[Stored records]
○ ○ ○ ○

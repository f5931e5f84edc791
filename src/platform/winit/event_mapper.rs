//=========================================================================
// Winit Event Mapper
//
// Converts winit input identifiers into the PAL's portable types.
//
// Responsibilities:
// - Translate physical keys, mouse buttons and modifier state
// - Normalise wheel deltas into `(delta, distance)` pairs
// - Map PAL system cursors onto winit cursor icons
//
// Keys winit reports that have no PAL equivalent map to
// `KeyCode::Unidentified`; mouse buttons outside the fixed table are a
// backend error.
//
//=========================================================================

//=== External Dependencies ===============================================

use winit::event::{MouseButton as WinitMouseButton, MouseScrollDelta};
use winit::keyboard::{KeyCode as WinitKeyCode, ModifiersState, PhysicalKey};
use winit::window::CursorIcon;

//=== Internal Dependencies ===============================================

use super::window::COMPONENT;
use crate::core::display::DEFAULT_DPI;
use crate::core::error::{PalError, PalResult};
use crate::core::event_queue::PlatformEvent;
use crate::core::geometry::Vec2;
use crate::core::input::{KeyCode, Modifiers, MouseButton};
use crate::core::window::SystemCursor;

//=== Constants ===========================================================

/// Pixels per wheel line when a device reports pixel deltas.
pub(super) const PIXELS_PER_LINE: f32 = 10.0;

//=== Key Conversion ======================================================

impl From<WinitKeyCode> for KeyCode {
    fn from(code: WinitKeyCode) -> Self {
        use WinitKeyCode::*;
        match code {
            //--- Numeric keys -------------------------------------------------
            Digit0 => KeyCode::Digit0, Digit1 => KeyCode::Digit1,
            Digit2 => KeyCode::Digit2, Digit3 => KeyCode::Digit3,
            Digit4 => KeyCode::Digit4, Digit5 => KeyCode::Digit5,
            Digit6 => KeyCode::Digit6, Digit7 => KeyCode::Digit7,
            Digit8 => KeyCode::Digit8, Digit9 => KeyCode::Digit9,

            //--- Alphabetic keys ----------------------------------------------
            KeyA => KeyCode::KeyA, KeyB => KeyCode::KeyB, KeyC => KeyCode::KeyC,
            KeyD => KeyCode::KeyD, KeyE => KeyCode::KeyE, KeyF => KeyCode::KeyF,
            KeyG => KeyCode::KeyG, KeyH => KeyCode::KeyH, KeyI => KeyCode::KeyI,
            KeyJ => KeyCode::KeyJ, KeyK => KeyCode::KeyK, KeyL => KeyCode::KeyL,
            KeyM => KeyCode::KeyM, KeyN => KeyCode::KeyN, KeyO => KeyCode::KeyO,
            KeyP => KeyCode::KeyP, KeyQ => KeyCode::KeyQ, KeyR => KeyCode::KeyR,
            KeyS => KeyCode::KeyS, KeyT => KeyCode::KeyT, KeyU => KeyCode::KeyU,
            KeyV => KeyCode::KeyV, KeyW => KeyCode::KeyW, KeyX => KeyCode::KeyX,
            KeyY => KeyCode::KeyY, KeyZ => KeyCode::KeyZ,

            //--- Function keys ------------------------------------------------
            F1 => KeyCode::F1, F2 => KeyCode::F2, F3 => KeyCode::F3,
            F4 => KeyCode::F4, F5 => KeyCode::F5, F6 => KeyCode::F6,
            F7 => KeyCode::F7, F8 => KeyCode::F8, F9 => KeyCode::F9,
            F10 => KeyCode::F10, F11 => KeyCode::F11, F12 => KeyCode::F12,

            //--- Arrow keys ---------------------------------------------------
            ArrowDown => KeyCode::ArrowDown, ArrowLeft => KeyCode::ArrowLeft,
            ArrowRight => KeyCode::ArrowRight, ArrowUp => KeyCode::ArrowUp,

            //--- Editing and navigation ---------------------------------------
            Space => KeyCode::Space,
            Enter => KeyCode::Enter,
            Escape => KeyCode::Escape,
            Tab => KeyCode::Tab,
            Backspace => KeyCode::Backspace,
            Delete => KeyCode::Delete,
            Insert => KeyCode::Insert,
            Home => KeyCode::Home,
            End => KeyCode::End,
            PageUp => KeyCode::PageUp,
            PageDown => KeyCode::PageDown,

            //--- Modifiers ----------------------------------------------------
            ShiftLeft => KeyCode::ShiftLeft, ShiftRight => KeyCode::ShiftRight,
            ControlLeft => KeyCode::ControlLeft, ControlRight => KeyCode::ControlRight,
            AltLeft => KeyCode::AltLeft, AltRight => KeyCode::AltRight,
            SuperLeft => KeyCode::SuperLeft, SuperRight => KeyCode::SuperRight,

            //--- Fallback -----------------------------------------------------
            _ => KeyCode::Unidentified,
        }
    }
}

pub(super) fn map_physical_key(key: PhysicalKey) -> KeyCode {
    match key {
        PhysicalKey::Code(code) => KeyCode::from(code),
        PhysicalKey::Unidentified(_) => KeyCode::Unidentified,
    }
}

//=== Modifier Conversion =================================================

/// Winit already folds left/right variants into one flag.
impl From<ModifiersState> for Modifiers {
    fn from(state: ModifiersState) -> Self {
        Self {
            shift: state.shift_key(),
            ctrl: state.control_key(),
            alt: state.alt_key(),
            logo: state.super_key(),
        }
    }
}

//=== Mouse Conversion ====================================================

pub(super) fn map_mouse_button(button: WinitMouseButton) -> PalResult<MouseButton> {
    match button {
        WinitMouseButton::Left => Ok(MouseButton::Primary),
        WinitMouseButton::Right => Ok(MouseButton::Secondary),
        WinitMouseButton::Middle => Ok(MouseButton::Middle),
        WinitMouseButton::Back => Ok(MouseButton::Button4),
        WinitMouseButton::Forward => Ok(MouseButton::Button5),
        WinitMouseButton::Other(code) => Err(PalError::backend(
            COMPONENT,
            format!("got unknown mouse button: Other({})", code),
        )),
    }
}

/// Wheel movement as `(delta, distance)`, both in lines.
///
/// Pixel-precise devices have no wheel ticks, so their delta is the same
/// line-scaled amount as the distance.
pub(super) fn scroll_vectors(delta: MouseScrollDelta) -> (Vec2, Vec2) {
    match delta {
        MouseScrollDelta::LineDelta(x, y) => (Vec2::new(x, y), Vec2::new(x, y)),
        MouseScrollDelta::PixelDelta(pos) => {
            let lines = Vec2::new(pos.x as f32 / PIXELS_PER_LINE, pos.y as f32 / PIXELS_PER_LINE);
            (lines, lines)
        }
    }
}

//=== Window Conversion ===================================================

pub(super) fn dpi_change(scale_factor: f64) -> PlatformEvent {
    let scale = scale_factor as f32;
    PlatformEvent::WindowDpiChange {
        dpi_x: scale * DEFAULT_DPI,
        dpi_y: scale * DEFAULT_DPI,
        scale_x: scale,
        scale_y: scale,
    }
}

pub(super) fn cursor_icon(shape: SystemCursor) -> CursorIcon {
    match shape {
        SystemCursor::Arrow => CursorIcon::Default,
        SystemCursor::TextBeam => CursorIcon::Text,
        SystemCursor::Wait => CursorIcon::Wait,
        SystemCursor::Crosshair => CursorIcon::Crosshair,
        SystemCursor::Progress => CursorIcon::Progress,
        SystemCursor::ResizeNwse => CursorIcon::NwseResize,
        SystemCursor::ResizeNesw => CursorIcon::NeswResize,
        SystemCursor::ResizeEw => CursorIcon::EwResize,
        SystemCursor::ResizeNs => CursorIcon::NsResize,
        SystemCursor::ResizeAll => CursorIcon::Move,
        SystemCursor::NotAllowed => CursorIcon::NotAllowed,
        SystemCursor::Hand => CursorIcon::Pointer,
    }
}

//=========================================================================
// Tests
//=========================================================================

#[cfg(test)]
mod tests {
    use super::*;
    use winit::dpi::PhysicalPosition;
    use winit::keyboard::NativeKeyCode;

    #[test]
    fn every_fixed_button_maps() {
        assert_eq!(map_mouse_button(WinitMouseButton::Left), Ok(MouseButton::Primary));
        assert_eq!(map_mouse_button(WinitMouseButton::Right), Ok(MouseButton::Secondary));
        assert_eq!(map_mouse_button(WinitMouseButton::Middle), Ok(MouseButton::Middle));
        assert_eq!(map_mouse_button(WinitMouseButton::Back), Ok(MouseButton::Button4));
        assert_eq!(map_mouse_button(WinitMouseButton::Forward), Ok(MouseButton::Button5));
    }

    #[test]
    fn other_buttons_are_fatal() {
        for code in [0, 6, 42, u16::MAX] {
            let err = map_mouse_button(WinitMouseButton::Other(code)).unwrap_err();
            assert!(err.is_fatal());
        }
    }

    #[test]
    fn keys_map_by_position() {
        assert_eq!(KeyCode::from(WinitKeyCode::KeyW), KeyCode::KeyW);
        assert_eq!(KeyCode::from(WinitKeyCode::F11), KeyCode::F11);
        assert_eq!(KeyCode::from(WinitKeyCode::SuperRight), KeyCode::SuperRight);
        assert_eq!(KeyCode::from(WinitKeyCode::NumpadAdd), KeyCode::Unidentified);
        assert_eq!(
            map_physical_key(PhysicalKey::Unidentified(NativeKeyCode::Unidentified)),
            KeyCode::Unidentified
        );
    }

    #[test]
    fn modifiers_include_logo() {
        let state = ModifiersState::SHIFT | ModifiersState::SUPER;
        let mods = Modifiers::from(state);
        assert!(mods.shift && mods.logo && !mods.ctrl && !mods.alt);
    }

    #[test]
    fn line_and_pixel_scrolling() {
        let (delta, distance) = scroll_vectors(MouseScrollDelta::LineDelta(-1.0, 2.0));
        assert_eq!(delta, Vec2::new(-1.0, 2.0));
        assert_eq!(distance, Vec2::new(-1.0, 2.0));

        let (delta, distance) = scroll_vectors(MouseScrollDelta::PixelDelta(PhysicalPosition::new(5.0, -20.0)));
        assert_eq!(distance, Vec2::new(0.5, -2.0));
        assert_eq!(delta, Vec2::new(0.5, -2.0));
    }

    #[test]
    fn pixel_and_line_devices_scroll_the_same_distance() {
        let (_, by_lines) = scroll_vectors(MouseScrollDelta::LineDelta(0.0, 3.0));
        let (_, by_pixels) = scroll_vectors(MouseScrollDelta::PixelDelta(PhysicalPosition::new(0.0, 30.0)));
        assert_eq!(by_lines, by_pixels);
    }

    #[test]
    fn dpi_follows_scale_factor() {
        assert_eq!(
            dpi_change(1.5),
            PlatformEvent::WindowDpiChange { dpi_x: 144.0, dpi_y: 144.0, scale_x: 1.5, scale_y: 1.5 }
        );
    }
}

○ ○ ○ ○

### WHAT THE TASK REQUIRES:
Only a number is expected here: the tally of lines above that contain "MouseScrollDelta". Please write nothing more.

### EXERCISE ANSWER:
8